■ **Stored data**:
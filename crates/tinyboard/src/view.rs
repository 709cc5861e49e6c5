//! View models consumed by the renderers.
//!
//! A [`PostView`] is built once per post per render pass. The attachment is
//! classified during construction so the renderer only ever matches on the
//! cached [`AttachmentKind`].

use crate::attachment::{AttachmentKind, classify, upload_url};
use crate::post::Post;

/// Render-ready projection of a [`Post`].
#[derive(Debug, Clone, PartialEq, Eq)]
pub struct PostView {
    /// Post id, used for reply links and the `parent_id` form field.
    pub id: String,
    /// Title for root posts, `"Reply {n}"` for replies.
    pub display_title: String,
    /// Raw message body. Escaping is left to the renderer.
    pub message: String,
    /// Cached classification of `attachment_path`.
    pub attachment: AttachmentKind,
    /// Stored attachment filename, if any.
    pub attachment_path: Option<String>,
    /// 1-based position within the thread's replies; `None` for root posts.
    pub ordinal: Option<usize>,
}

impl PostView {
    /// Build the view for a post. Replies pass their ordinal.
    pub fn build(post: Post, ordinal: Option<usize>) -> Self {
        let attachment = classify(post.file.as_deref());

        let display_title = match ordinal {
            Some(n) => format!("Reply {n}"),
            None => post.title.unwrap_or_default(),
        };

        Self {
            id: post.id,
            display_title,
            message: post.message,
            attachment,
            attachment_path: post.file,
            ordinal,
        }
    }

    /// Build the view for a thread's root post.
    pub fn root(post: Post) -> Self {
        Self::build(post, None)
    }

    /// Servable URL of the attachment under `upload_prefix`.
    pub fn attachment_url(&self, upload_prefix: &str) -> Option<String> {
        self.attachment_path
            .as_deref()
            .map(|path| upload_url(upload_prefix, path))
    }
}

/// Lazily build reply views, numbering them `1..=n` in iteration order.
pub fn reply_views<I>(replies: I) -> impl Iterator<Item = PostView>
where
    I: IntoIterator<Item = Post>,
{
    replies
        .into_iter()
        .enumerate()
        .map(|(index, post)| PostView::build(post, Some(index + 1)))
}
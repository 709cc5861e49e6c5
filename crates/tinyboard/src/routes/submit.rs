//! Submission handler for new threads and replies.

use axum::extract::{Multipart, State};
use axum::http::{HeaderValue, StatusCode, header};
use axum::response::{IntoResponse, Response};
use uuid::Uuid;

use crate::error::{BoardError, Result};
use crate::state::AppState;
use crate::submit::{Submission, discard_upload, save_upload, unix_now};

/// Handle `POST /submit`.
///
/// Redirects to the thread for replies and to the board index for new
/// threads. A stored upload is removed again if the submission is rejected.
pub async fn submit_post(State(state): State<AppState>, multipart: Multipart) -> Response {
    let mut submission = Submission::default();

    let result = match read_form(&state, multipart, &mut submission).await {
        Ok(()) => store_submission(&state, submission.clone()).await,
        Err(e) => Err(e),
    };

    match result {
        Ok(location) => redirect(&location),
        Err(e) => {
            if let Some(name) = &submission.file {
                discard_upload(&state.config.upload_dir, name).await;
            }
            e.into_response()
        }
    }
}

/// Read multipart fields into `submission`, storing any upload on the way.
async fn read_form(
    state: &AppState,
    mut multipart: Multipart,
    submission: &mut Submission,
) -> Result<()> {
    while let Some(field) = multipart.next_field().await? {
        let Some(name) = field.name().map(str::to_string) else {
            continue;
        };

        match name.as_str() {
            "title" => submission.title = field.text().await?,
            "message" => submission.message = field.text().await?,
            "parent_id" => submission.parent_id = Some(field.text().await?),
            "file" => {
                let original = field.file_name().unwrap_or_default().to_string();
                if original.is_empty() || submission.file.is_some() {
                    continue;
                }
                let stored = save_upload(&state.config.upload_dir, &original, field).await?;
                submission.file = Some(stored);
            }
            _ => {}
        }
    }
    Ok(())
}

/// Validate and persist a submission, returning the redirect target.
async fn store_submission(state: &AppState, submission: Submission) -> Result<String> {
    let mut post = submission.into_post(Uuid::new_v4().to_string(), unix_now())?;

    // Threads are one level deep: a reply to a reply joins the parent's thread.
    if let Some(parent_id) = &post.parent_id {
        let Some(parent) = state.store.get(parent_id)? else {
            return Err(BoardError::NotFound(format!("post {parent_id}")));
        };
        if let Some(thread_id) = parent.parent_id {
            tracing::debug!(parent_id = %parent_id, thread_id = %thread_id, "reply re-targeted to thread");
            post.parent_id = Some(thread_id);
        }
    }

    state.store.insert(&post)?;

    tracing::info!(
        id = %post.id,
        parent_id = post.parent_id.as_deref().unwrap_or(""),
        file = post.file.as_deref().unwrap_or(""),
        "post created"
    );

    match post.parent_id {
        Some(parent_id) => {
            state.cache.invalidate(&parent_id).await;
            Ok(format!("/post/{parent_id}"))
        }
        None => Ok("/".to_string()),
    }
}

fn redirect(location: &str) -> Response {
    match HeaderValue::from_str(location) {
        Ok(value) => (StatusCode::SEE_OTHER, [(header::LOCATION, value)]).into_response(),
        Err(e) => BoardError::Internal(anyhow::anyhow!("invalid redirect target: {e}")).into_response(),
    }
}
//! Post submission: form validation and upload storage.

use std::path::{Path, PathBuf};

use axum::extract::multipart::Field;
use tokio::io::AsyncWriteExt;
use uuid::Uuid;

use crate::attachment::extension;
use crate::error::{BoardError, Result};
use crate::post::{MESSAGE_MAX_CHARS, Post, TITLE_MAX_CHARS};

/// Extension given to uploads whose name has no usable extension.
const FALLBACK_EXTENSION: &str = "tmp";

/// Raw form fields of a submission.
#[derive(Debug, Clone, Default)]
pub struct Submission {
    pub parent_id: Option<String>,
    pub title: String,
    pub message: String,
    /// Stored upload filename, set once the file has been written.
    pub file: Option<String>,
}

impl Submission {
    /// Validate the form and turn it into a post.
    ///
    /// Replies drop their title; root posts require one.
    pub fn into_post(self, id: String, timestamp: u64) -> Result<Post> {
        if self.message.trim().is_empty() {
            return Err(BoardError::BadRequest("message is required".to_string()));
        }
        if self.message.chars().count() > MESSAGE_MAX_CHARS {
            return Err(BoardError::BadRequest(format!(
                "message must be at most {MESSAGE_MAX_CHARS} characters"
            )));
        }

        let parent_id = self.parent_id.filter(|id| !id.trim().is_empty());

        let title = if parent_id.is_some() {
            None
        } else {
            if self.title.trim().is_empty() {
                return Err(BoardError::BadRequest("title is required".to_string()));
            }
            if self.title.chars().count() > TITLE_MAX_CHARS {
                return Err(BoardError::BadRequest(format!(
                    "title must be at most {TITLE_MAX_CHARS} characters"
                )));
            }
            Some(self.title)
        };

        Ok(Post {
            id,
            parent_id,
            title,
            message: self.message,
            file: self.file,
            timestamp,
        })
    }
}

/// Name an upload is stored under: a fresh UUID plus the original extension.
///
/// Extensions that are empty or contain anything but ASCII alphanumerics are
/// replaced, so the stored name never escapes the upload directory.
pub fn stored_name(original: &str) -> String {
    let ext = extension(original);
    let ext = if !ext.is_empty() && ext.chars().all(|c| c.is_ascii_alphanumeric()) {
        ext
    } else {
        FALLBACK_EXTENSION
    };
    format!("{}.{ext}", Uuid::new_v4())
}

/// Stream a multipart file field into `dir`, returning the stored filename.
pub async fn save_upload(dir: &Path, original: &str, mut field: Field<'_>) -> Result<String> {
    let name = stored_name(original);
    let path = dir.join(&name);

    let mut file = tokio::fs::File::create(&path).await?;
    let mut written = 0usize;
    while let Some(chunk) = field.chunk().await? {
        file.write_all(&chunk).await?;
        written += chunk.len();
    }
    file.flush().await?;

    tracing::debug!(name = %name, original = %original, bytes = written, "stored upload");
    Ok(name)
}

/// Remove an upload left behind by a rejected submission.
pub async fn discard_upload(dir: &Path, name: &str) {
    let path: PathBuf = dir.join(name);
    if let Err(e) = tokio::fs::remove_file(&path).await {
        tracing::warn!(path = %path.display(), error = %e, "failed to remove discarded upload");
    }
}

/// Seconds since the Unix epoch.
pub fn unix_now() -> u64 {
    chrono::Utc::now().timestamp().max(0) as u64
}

■ **Exercise description**:
When a line of the records includes "StatusCode", that line belongs in the answer.

■ **Task result**:
use axum::http::{HeaderValue, StatusCode, header};
        Ok(value) => (StatusCode::SEE_OTHER, [(header::LOCATION, value)]).into_response(),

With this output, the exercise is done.